Collected data:
Segment Open
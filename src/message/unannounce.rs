use crate::coding::{Decode, DecodeError, Encode, EncodeError};

/// Sent by the publisher to withdraw a previously announced namespace.
#[derive(Clone, Debug, PartialEq)]
pub struct Unannounce {
	/// The namespace being withdrawn.
	pub namespace: String,
}

impl Decode for Unannounce {
	fn decode<R: bytes::Buf>(r: &mut R) -> Result<Self, DecodeError> {
		let namespace = String::decode(r)?;

		Ok(Self { namespace })
	}
}

impl Encode for Unannounce {
	fn encode<W: bytes::BufMut>(&self, w: &mut W) -> Result<(), EncodeError> {
		self.namespace.encode(w)?;

		Ok(())
	}
}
Segment Closed
→ TASK STATEMENT
Each line from the top of the records down to the one with "impl Decode for" must be retyped exactly; include both ends and nothing else.

→ TASK RESULT
filename src/message/unannounce.rs
use crate::coding::{Decode, DecodeError, Encode, EncodeError};

/// Sent by the publisher to withdraw a previously announced namespace.
#[derive(Clone, Debug, PartialEq)]
pub struct Unannounce {
	/// The namespace being withdrawn.
	pub namespace: String,
}

impl Decode for Unannounce {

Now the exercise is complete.